(Londres) Le gouvernement britannique a exhorté la FIFA à ouvrir une enquête sur l’équipe d’Argentine après que des joueurs eurent posé avec une banderole revendiquant la souveraineté des îles Malouines, au cœur d’un litige entre les deux pays.
L’Argentine a battu l’Angleterre 2-1 mercredi à Atlanta lors d’une demi-finale de la Coupe du monde de soccer masculin.
Lors des célébrations d’après-match, les joueurs argentins ont brandi une banderole remise par des partisans dans les tribunes, sur laquelle on pouvait lire « Las Malvinas son Argentinas » (« Les îles Malouines sont argentines »).

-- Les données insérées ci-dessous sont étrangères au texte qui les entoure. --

//! Boundary notification sinks.
//!
//! Trait-based so the poller stays decoupled from whatever consumes the
//! notifications: a display, a channel to another thread, a log, or a test
//! capturing events in memory.

use std::sync::{Arc, Mutex};

use crate::{BoundaryEvent, CorrelationMethod};

/// Consumer of word-boundary notifications.
pub trait BoundarySink: Send + Sync {
    fn emit(&self, event: BoundaryEvent);
}

pub type BoundarySinkRef = Arc<dyn BoundarySink>;

/// Captures every event, for inspection in tests.
#[derive(Default)]
pub struct InMemorySink {
    events: Mutex<Vec<BoundaryEvent>>,
}

impl InMemorySink {
    pub fn new() -> Self {
        Self::default()
    }

    pub fn events(&self) -> Vec<BoundaryEvent> {
        self.events.lock().unwrap().clone()
    }

    pub fn events_for(&self, method: CorrelationMethod) -> Vec<BoundaryEvent> {
        self.events
            .lock()
            .unwrap()
            .iter()
            .filter(|e| e.method == method)
            .cloned()
            .collect()
    }

    /// Word labels emitted by one method, in order.
    pub fn labels_for(&self, method: CorrelationMethod) -> Vec<String> {
        self.events_for(method)
            .into_iter()
            .map(|e| e.label)
            .collect()
    }

    pub fn len(&self) -> usize {
        self.events.lock().unwrap().len()
    }

    pub fn is_empty(&self) -> bool {
        self.events.lock().unwrap().is_empty()
    }

    pub fn clear(&self) {
        self.events.lock().unwrap().clear();
    }
}

impl BoundarySink for InMemorySink {
    fn emit(&self, event: BoundaryEvent) {
        self.events.lock().unwrap().push(event);
    }
}

/// Discards all events.
pub struct NullSink;

impl BoundarySink for NullSink {
    fn emit(&self, _event: BoundaryEvent) {
        // Intentionally empty
    }
}

/// Emits events as structured log lines.
pub struct LogSink;

impl BoundarySink for LogSink {
    fn emit(&self, event: BoundaryEvent) {
        tracing::info!(
            method = %event.method,
            tick = event.tick,
            observed_s = event.observed_s,
            word_start_s = event.word_start_s,
            word = %event.label,
            "word boundary"
        );
    }
}

/// Forwards events over a crossbeam channel to a display consumer.
/// Events are dropped (with a debug log) rather than blocking the poller.
pub struct ChannelSink {
    tx: crossbeam_channel::Sender<BoundaryEvent>,
}

impl ChannelSink {
    pub fn new(tx: crossbeam_channel::Sender<BoundaryEvent>) -> Self {
        Self { tx }
    }
}

impl BoundarySink for ChannelSink {
    fn emit(&self, event: BoundaryEvent) {
        if let Err(err) = self.tx.try_send(event) {
            tracing::debug!(%err, "boundary channel not accepting events");
        }
    }
}

#[cfg(test)]
mod tests {
    use super::*;

    fn event(method: CorrelationMethod, label: &str) -> BoundaryEvent {
        BoundaryEvent {
            method,
            tick: 0,
            label: label.to_string(),
            observed_s: 0.0,
            word_start_s: 0.0,
        }
    }

    #[test]
    fn test_in_memory_sink_filters_by_method() {
        let sink = InMemorySink::new();
        sink.emit(event(CorrelationMethod::Session, "one"));
        sink.emit(event(CorrelationMethod::Spurt, "one"));
        sink.emit(event(CorrelationMethod::Session, "two"));

        assert_eq!(sink.len(), 3);
        assert_eq!(sink.labels_for(CorrelationMethod::Session), ["one", "two"]);
        assert_eq!(sink.labels_for(CorrelationMethod::Spurt), ["one"]);

        sink.clear();
        assert!(sink.is_empty());
    }

    #[test]
    fn test_channel_sink_delivers_and_drops() {
        let (tx, rx) = crossbeam_channel::bounded(1);
        let sink = ChannelSink::new(tx);

        sink.emit(event(CorrelationMethod::Session, "one"));
        // Channel full: dropped, not blocked.
        sink.emit(event(CorrelationMethod::Session, "two"));

        assert_eq!(rx.recv().unwrap().label, "one");
        assert!(rx.try_recv().is_err());
    }
}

« Malheureusement, c’est un triste chapitre de notre histoire », a déclaré à Atlanta le joueur argentin Leandro Paredes au sujet de la banderole, « pour tous ceux qui ont été impliqués dans ce chapitre de – je le répète – notre histoire. Et cela fait mal. Nous savions que nous jouions aussi pour eux. »
Les îles Malouines ont été envahies en 1982 sur ordre de la dictature militaire argentine de l’époque, ce qui a déclenché une guerre de 10 semaines remportée par le Royaume-Uni.

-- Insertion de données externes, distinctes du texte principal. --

//! cpal-backed playback.
//!
//! The output stream is `!Send`, so it stays with [`CpalOutput`] on the
//! thread that created it; [`CpalPlayer`] is the cloneable handle the
//! adapter and poller share. Pausing renders silence without consuming the
//! queue, which freezes the playback clock.

use std::collections::VecDeque;
use std::sync::atomic::{AtomicBool, AtomicU64, Ordering};
use std::sync::{Arc, Mutex};

use cadence_spurt::{SpurtId, SpurtRegistry};
use cpal::traits::{DeviceTrait, HostTrait, StreamTrait};

use crate::{Player, PlayerClock, PlayerError, Result};

struct Clip {
    spurt: SpurtId,
    samples: Arc<[f32]>,
    consumed: usize,
    started: bool,
}

#[derive(Default)]
struct Queue {
    clips: VecDeque<Clip>,
    last_sample: f32,
}

struct Shared {
    queue: Mutex<Queue>,
    rendered: AtomicU64,
    queued: AtomicU64,
    paused: AtomicBool,
    registry: Arc<SpurtRegistry>,
}

/// Send + Sync handle onto the running output stream.
#[derive(Clone)]
pub struct CpalPlayer {
    shared: Arc<Shared>,
    sample_rate: u32,
}

/// Owns the cpal stream; keep it alive for as long as audio should play.
pub struct CpalOutput {
    _stream: cpal::Stream,
    player: CpalPlayer,
}

impl CpalOutput {
    /// Open the default output device at (or as close as possible to) the
    /// source sample rate and start the stream.
    pub fn start(source_rate: u32, registry: Arc<SpurtRegistry>) -> Result<Self> {
        let host = cpal::default_host();
        let device = host.default_output_device().ok_or(PlayerError::NoDevice)?;

        let mut configs = device
            .supported_output_configs()
            .map_err(|e| PlayerError::StreamError(e.to_string()))?;
        let config_range = match configs.find(|c| c.channels() == 1) {
            Some(range) => range,
            None => device
                .supported_output_configs()
                .map_err(|e| PlayerError::StreamError(e.to_string()))?
                .next()
                .ok_or(PlayerError::NoDevice)?,
        };

        let sample_rate = cpal::SampleRate(source_rate).clamp(
            config_range.min_sample_rate(),
            config_range.max_sample_rate(),
        );
        let config: cpal::StreamConfig = config_range.with_sample_rate(sample_rate).into();
        let channels = config.channels as usize;

        if config.sample_rate.0 != source_rate {
            tracing::warn!(
                device_rate = config.sample_rate.0,
                source_rate,
                "output device rate differs from source, playback will be pitch-shifted"
            );
        }
        tracing::info!(
            device = %device.name().unwrap_or_else(|_| "unknown".into()),
            rate = config.sample_rate.0,
            channels,
            "output stream starting"
        );

        let shared = Arc::new(Shared {
            queue: Mutex::new(Queue::default()),
            rendered: AtomicU64::new(0),
            queued: AtomicU64::new(0),
            paused: AtomicBool::new(false),
            registry,
        });
        let cb_shared = Arc::clone(&shared);

        let stream = device.build_output_stream(
            &config,
            move |data: &mut [f32], _: &cpal::OutputCallbackInfo| {
                fill_output(&cb_shared, data, channels);
            },
            |err| tracing::error!(%err, "output stream error"),
            None,
        )?;
        stream.play()?;

        Ok(Self {
            _stream: stream,
            player: CpalPlayer {
                shared,
                sample_rate: source_rate,
            },
        })
    }

    /// Cloneable handle for the adapter and the sync poller.
    pub fn player(&self) -> CpalPlayer {
        self.player.clone()
    }
}

fn fill_output(shared: &Shared, data: &mut [f32], channels: usize) {
    data.fill(0.0);
    if shared.paused.load(Ordering::Acquire) {
        return;
    }

    let mut queue = shared.queue.lock().unwrap();
    let mut last = queue.last_sample;
    let mut rendered = 0u64;

    for (idx, slot) in data.iter_mut().enumerate() {
        if idx % channels == 0 {
            let sample = loop {
                let Some(front) = queue.clips.front_mut() else {
                    break None;
                };
                if front.consumed >= front.samples.len() {
                    let done = queue.clips.pop_front().unwrap();
                    shared.registry.mark_played(done.spurt);
                    continue;
                }
                if !front.started {
                    front.started = true;
                    shared.registry.mark_playing(front.spurt);
                }
                let v = front.samples[front.consumed];
                front.consumed += 1;
                break Some(v);
            };
            match sample {
                Some(v) => {
                    last = v;
                    *slot = v;
                    rendered += 1;
                }
                None => break,
            }
        } else {
            *slot = last;
        }
    }

    // A clip fully consumed on the exact buffer boundary is finalized on
    // the next callback; flush it now if the queue head is exhausted.
    while let Some(front) = queue.clips.front() {
        if front.consumed >= front.samples.len() {
            let done = queue.clips.pop_front().unwrap();
            shared.registry.mark_played(done.spurt);
        } else {
            break;
        }
    }

    queue.last_sample = last;
    shared.rendered.fetch_add(rendered, Ordering::AcqRel);
}

impl Player for CpalPlayer {
    fn enqueue(&self, spurt: SpurtId, samples: Arc<[f32]>) -> Result<()> {
        let len = samples.len() as u64;
        let mut queue = self.shared.queue.lock().unwrap();
        // Stamp before the clip becomes consumable so the clock can never
        // pass an unstamped spurt.
        let start = self.shared.queued.fetch_add(len, Ordering::AcqRel);
        self.shared.registry.mark_queued(spurt, start);
        queue.clips.push_back(Clip {
            spurt,
            samples,
            consumed: 0,
            started: false,
        });
        Ok(())
    }

    fn is_busy(&self) -> bool {
        self.shared.rendered.load(Ordering::Acquire) < self.shared.queued.load(Ordering::Acquire)
    }

    fn is_paused(&self) -> bool {
        self.shared.paused.load(Ordering::Acquire)
    }

    fn pause(&self) {
        self.shared.paused.store(true, Ordering::Release);
    }

    fn resume(&self) {
        self.shared.paused.store(false, Ordering::Release);
    }

    fn clock(&self) -> PlayerClock {
        let rendered = self.shared.rendered.load(Ordering::Acquire);
        PlayerClock {
            rendered_samples: rendered,
            clock_samples: rendered,
        }
    }

    fn sample_rate(&self) -> u32 {
        self.sample_rate
    }
}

« La Coupe du monde n’est peut-être pas la nôtre, mais les îles Falkland [autre nom donné aux îles Malouines] le sont assurément, a déclaré jeudi un porte-parole du premier ministre Keir Starmer. L’autodétermination appartient aux insulaires et notre engagement envers les (îles) Falkland restera inébranlable. » Le porte-parole a ajouté que Starmer avait soutenu les appels lancés à la FIFA pour qu’elle mène une enquête, après que le ministre britannique des Affaires économiques, Peter Kyle, eut déclaré que le comportement des joueurs était « tout à fait inapproprié ».

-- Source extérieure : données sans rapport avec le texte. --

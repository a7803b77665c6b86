//! Deterministic player for tests: the clock only moves when the test
//! cranks it with [`SimPlayer::advance_samples`].

use std::sync::atomic::{AtomicBool, Ordering};
use std::sync::{Arc, Mutex};

use cadence_spurt::{SpurtId, SpurtRegistry};

use crate::{Player, PlayerClock, Result};

#[derive(Debug)]
struct SimClip {
    spurt: SpurtId,
    start: u64,
    len: u64,
}

#[derive(Debug, Default)]
struct SimState {
    clips: Vec<SimClip>,
    queued: u64,
    rendered: u64,
}

/// In-memory player with a manually advanced clock.
pub struct SimPlayer {
    registry: Arc<SpurtRegistry>,
    sample_rate: u32,
    state: Mutex<SimState>,
    paused: AtomicBool,
}

impl SimPlayer {
    pub fn new(sample_rate: u32, registry: Arc<SpurtRegistry>) -> Self {
        Self {
            registry,
            sample_rate,
            state: Mutex::new(SimState::default()),
            paused: AtomicBool::new(false),
        }
    }

    /// Render `n` samples of queued audio (clamped to what is queued).
    /// No-op while paused. Updates spurt statuses as the clock crosses
    /// buffer boundaries.
    pub fn advance_samples(&self, n: u64) {
        if self.paused.load(Ordering::Acquire) {
            return;
        }
        let mut state = self.state.lock().unwrap();
        state.rendered = (state.rendered + n).min(state.queued);
        let rendered = state.rendered;
        for clip in &state.clips {
            if rendered >= clip.start + clip.len {
                self.registry.mark_played(clip.spurt);
            } else if rendered > clip.start {
                self.registry.mark_playing(clip.spurt);
            }
        }
    }

    /// Render `secs` worth of samples.
    pub fn advance_secs(&self, secs: f64) {
        self.advance_samples((secs * self.sample_rate as f64).round() as u64);
    }
}

impl Player for SimPlayer {
    fn enqueue(&self, spurt: SpurtId, samples: Arc<[f32]>) -> Result<()> {
        let mut state = self.state.lock().unwrap();
        let start = state.queued;
        let len = samples.len() as u64;
        state.clips.push(SimClip { spurt, start, len });
        state.queued += len;
        self.registry.mark_queued(spurt, start);
        Ok(())
    }

    fn is_busy(&self) -> bool {
        let state = self.state.lock().unwrap();
        state.rendered < state.queued
    }

    fn is_paused(&self) -> bool {
        self.paused.load(Ordering::Acquire)
    }

    fn pause(&self) {
        self.paused.store(true, Ordering::Release);
    }

    fn resume(&self) {
        self.paused.store(false, Ordering::Release);
    }

    fn clock(&self) -> PlayerClock {
        let state = self.state.lock().unwrap();
        PlayerClock {
            rendered_samples: state.rendered,
            clock_samples: state.rendered,
        }
    }

    fn sample_rate(&self) -> u32 {
        self.sample_rate
    }
}

#[cfg(test)]
mod tests {
    use super::*;
    use cadence_spurt::SpurtStatus;

    #[test]
    fn test_clock_tracks_advance() {
        let registry = Arc::new(SpurtRegistry::new());
        let player = SimPlayer::new(16000, registry.clone());

        let spurt = registry.create();
        player.enqueue(spurt, vec![0.0f32; 16000].into()).unwrap();
        assert!(player.is_busy());
        assert_eq!(registry.start_clock(spurt), Some(0));

        player.advance_secs(0.5);
        assert_eq!(player.clock().rendered_samples, 8000);
        assert_eq!(registry.status(spurt), Some(SpurtStatus::Playing));

        player.advance_secs(0.5);
        assert!(!player.is_busy());
        assert_eq!(registry.status(spurt), Some(SpurtStatus::Played));

        // Clock clamps at the queued total.
        player.advance_secs(10.0);
        assert_eq!(player.clock().rendered_samples, 16000);
    }

    #[test]
    fn test_second_clip_gets_cumulative_start_stamp() {
        let registry = Arc::new(SpurtRegistry::new());
        let player = SimPlayer::new(16000, registry.clone());

        let a = registry.create();
        let b = registry.create();
        player.enqueue(a, vec![0.0f32; 16000].into()).unwrap();
        player.enqueue(b, vec![0.0f32; 8000].into()).unwrap();

        assert_eq!(registry.start_clock(a), Some(0));
        assert_eq!(registry.start_clock(b), Some(16000));
    }

    #[test]
    fn test_pause_freezes_the_clock() {
        let registry = Arc::new(SpurtRegistry::new());
        let player = SimPlayer::new(16000, registry.clone());
        let spurt = registry.create();
        player.enqueue(spurt, vec![0.0f32; 16000].into()).unwrap();

        player.pause();
        assert!(player.is_paused());
        player.advance_secs(1.0);
        assert_eq!(player.clock().rendered_samples, 0);

        player.resume();
        player.advance_secs(1.0);
        assert_eq!(player.clock().rendered_samples, 16000);
    }
}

La FIFA peut sanctionner les joueurs argentins et la fédération argentine de soccer, car son code disciplinaire interdit dans les stades tout « message inapproprié pour un évènement sportif », y compris ceux « à caractère politique, idéologique, religieux ou offensant ».
Les amendes infligées par la FIFA pour messages politiques vont de 5000 $ à 20 000 $.
La FIFA a été contactée jeudi pour commenter cette affaire.